▶ [TASK INSTRUCTIONS]: Each line below should be repeated exactly as it stands.

[SOURCE DATA Boundary: Start]

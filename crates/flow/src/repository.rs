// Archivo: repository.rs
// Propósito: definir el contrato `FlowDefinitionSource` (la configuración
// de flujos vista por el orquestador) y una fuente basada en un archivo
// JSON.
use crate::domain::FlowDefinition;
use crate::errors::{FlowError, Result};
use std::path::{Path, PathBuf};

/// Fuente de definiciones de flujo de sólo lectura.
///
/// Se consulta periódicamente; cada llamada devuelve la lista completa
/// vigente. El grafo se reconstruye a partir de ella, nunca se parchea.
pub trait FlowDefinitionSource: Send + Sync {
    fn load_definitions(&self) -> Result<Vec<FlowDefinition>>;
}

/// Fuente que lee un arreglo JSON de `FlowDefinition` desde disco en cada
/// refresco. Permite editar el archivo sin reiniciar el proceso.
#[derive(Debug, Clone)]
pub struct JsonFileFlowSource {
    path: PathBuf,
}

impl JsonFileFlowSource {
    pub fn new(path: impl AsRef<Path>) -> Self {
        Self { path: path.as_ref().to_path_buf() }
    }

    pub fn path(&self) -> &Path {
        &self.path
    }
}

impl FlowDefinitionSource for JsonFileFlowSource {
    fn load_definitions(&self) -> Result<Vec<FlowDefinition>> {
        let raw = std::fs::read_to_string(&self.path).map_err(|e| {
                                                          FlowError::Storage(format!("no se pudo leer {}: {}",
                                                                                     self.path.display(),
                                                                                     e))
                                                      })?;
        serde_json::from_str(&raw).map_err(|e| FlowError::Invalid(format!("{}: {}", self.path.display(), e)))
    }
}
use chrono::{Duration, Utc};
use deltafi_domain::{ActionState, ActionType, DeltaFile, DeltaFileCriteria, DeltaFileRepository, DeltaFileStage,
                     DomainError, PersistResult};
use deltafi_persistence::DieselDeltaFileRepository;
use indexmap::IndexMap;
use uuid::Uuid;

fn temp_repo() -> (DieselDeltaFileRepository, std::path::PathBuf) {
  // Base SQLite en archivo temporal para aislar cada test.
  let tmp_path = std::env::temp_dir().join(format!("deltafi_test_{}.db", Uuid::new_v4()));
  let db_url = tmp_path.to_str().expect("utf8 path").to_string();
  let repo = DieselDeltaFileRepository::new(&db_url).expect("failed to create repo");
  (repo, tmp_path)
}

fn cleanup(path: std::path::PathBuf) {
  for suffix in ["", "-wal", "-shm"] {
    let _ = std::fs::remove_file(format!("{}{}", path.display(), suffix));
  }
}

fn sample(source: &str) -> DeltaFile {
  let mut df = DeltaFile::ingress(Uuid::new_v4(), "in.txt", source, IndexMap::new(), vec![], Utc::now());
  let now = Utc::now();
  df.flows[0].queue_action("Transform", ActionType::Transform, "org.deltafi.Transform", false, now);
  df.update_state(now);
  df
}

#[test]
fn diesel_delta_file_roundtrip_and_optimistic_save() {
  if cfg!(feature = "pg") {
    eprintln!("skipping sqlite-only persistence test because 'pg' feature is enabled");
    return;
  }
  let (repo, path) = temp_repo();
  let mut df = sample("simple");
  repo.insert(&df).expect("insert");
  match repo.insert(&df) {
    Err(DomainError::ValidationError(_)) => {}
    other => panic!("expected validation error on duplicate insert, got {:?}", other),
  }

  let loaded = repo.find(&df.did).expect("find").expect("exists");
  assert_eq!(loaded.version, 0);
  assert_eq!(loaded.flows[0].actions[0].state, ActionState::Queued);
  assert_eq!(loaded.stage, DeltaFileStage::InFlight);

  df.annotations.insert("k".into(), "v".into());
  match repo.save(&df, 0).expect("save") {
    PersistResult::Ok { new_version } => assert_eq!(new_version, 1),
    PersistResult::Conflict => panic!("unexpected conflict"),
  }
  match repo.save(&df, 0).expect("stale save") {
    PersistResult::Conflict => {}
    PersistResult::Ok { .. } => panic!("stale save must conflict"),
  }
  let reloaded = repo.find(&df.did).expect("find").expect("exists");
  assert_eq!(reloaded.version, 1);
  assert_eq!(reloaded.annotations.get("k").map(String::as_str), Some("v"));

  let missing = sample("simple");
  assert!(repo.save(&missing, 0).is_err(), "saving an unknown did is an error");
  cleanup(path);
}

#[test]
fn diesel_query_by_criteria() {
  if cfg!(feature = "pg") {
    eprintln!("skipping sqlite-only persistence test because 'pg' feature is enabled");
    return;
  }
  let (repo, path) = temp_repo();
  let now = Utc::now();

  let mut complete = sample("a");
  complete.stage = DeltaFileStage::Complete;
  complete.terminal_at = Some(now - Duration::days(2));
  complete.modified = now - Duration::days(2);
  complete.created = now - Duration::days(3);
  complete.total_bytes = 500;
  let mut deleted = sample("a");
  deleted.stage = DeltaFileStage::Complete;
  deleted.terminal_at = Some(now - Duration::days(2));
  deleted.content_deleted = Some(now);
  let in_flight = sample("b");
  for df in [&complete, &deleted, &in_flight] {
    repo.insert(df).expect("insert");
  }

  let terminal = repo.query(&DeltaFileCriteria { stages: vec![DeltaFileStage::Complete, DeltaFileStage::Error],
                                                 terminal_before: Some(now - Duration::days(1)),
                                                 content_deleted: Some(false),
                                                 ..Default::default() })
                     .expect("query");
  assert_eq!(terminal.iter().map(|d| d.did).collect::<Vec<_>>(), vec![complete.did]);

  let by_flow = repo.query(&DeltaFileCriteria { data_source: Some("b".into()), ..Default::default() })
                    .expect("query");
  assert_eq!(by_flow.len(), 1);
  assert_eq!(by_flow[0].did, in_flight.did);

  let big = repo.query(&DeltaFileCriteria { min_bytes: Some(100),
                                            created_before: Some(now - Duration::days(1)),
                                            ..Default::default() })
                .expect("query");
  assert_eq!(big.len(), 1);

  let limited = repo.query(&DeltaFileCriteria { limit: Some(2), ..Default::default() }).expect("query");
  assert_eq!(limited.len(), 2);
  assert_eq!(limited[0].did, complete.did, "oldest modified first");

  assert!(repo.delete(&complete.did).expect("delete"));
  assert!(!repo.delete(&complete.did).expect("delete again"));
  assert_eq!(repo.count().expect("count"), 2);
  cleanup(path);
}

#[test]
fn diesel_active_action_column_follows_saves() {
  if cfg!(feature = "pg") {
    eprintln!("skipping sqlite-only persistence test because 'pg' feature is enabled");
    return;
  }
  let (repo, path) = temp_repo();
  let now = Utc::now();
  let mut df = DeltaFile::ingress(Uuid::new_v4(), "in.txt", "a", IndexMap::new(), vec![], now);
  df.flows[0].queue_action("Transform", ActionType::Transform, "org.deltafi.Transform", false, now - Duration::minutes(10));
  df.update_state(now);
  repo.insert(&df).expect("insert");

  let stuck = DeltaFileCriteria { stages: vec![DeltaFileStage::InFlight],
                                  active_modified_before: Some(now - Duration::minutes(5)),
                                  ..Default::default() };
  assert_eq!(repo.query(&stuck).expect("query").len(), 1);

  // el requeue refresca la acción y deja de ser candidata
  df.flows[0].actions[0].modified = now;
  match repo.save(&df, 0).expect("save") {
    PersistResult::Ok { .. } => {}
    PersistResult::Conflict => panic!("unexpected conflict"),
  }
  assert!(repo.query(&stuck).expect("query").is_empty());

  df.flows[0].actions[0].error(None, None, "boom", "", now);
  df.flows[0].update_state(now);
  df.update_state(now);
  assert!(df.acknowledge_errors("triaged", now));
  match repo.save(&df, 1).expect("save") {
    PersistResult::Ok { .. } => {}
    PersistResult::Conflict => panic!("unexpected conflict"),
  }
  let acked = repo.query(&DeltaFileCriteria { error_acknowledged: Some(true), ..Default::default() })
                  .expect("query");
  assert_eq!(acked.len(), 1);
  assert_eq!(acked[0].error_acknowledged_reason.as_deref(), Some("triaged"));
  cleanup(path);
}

[SOURCE DATA Boundary: End]

▶ [RESPONSE]:
filename crates/flow/src/repository.rs
// Archivo: repository.rs
// Propósito: definir el contrato `FlowDefinitionSource` (la configuración
// de flujos vista por el orquestador) y una fuente basada en un archivo
// JSON.
use crate::domain::FlowDefinition;
use crate::errors::{FlowError, Result};
use std::path::{Path, PathBuf};

/// Fuente de definiciones de flujo de sólo lectura.
///
/// Se consulta periódicamente; cada llamada devuelve la lista completa
/// vigente. El grafo se reconstruye a partir de ella, nunca se parchea.
pub trait FlowDefinitionSource: Send + Sync {
    fn load_definitions(&self) -> Result<Vec<FlowDefinition>>;
}

/// Fuente que lee un arreglo JSON de `FlowDefinition` desde disco en cada
/// refresco. Permite editar el archivo sin reiniciar el proceso.
#[derive(Debug, Clone)]
pub struct JsonFileFlowSource {
    path: PathBuf,
}

impl JsonFileFlowSource {
    pub fn new(path: impl AsRef<Path>) -> Self {
        Self { path: path.as_ref().to_path_buf() }
    }

    pub fn path(&self) -> &Path {
        &self.path
    }
}

impl FlowDefinitionSource for JsonFileFlowSource {
    fn load_definitions(&self) -> Result<Vec<FlowDefinition>> {
        let raw = std::fs::read_to_string(&self.path).map_err(|e| {
                                                          FlowError::Storage(format!("no se pudo leer {}: {}",
                                                                                     self.path.display(),
                                                                                     e))
                                                      })?;
        serde_json::from_str(&raw).map_err(|e| FlowError::Invalid(format!("{}: {}", self.path.display(), e)))
    }
}
use chrono::{Duration, Utc};
use deltafi_domain::{ActionState, ActionType, DeltaFile, DeltaFileCriteria, DeltaFileRepository, DeltaFileStage,
                     DomainError, PersistResult};
use deltafi_persistence::DieselDeltaFileRepository;
use indexmap::IndexMap;
use uuid::Uuid;

fn temp_repo() -> (DieselDeltaFileRepository, std::path::PathBuf) {
  // Base SQLite en archivo temporal para aislar cada test.
  let tmp_path = std::env::temp_dir().join(format!("deltafi_test_{}.db", Uuid::new_v4()));
  let db_url = tmp_path.to_str().expect("utf8 path").to_string();
  let repo = DieselDeltaFileRepository::new(&db_url).expect("failed to create repo");
  (repo, tmp_path)
}

fn cleanup(path: std::path::PathBuf) {
  for suffix in ["", "-wal", "-shm"] {
    let _ = std::fs::remove_file(format!("{}{}", path.display(), suffix));
  }
}

fn sample(source: &str) -> DeltaFile {
  let mut df = DeltaFile::ingress(Uuid::new_v4(), "in.txt", source, IndexMap::new(), vec![], Utc::now());
  let now = Utc::now();
  df.flows[0].queue_action("Transform", ActionType::Transform, "org.deltafi.Transform", false, now);
  df.update_state(now);
  df
}

#[test]
fn diesel_delta_file_roundtrip_and_optimistic_save() {
  if cfg!(feature = "pg") {
    eprintln!("skipping sqlite-only persistence test because 'pg' feature is enabled");
    return;
  }
  let (repo, path) = temp_repo();
  let mut df = sample("simple");
  repo.insert(&df).expect("insert");
  match repo.insert(&df) {
    Err(DomainError::ValidationError(_)) => {}
    other => panic!("expected validation error on duplicate insert, got {:?}", other),
  }

  let loaded = repo.find(&df.did).expect("find").expect("exists");
  assert_eq!(loaded.version, 0);
  assert_eq!(loaded.flows[0].actions[0].state, ActionState::Queued);
  assert_eq!(loaded.stage, DeltaFileStage::InFlight);

  df.annotations.insert("k".into(), "v".into());
  match repo.save(&df, 0).expect("save") {
    PersistResult::Ok { new_version } => assert_eq!(new_version, 1),
    PersistResult::Conflict => panic!("unexpected conflict"),
  }
  match repo.save(&df, 0).expect("stale save") {
    PersistResult::Conflict => {}
    PersistResult::Ok { .. } => panic!("stale save must conflict"),
  }
  let reloaded = repo.find(&df.did).expect("find").expect("exists");
  assert_eq!(reloaded.version, 1);
  assert_eq!(reloaded.annotations.get("k").map(String::as_str), Some("v"));

  let missing = sample("simple");
  assert!(repo.save(&missing, 0).is_err(), "saving an unknown did is an error");
  cleanup(path);
}

#[test]
fn diesel_query_by_criteria() {
  if cfg!(feature = "pg") {
    eprintln!("skipping sqlite-only persistence test because 'pg' feature is enabled");
    return;
  }
  let (repo, path) = temp_repo();
  let now = Utc::now();

  let mut complete = sample("a");
  complete.stage = DeltaFileStage::Complete;
  complete.terminal_at = Some(now - Duration::days(2));
  complete.modified = now - Duration::days(2);
  complete.created = now - Duration::days(3);
  complete.total_bytes = 500;
  let mut deleted = sample("a");
  deleted.stage = DeltaFileStage::Complete;
  deleted.terminal_at = Some(now - Duration::days(2));
  deleted.content_deleted = Some(now);
  let in_flight = sample("b");
  for df in [&complete, &deleted, &in_flight] {
    repo.insert(df).expect("insert");
  }

  let terminal = repo.query(&DeltaFileCriteria { stages: vec![DeltaFileStage::Complete, DeltaFileStage::Error],
                                                 terminal_before: Some(now - Duration::days(1)),
                                                 content_deleted: Some(false),
                                                 ..Default::default() })
                     .expect("query");
  assert_eq!(terminal.iter().map(|d| d.did).collect::<Vec<_>>(), vec![complete.did]);

  let by_flow = repo.query(&DeltaFileCriteria { data_source: Some("b".into()), ..Default::default() })
                    .expect("query");
  assert_eq!(by_flow.len(), 1);
  assert_eq!(by_flow[0].did, in_flight.did);

  let big = repo.query(&DeltaFileCriteria { min_bytes: Some(100),
                                            created_before: Some(now - Duration::days(1)),
                                            ..Default::default() })
                .expect("query");
  assert_eq!(big.len(), 1);

  let limited = repo.query(&DeltaFileCriteria { limit: Some(2), ..Default::default() }).expect("query");
  assert_eq!(limited.len(), 2);
  assert_eq!(limited[0].did, complete.did, "oldest modified first");

  assert!(repo.delete(&complete.did).expect("delete"));
  assert!(!repo.delete(&complete.did).expect("delete again"));
  assert_eq!(repo.count().expect("count"), 2);
  cleanup(path);
}

#[test]
fn diesel_active_action_column_follows_saves() {
  if cfg!(feature = "pg") {
    eprintln!("skipping sqlite-only persistence test because 'pg' feature is enabled");
    return;
  }
  let (repo, path) = temp_repo();
  let now = Utc::now();
  let mut df = DeltaFile::ingress(Uuid::new_v4(), "in.txt", "a", IndexMap::new(), vec![], now);
  df.flows[0].queue_action("Transform", ActionType::Transform, "org.deltafi.Transform", false, now - Duration::minutes(10));
  df.update_state(now);
  repo.insert(&df).expect("insert");

  let stuck = DeltaFileCriteria { stages: vec![DeltaFileStage::InFlight],
                                  active_modified_before: Some(now - Duration::minutes(5)),
                                  ..Default::default() };
  assert_eq!(repo.query(&stuck).expect("query").len(), 1);

  // el requeue refresca la acción y deja de ser candidata
  df.flows[0].actions[0].modified = now;
  match repo.save(&df, 0).expect("save") {
    PersistResult::Ok { .. } => {}
    PersistResult::Conflict => panic!("unexpected conflict"),
  }
  assert!(repo.query(&stuck).expect("query").is_empty());

  df.flows[0].actions[0].error(None, None, "boom", "", now);
  df.flows[0].update_state(now);
  df.update_state(now);
  assert!(df.acknowledge_errors("triaged", now));
  match repo.save(&df, 1).expect("save") {
    PersistResult::Ok { .. } => {}
    PersistResult::Conflict => panic!("unexpected conflict"),
  }
  let acked = repo.query(&DeltaFileCriteria { error_acknowledged: Some(true), ..Default::default() })
                  .expect("query");
  assert_eq!(acked.len(), 1);
  assert_eq!(acked[0].error_acknowledged_reason.as_deref(), Some("triaged"));
  cleanup(path);
}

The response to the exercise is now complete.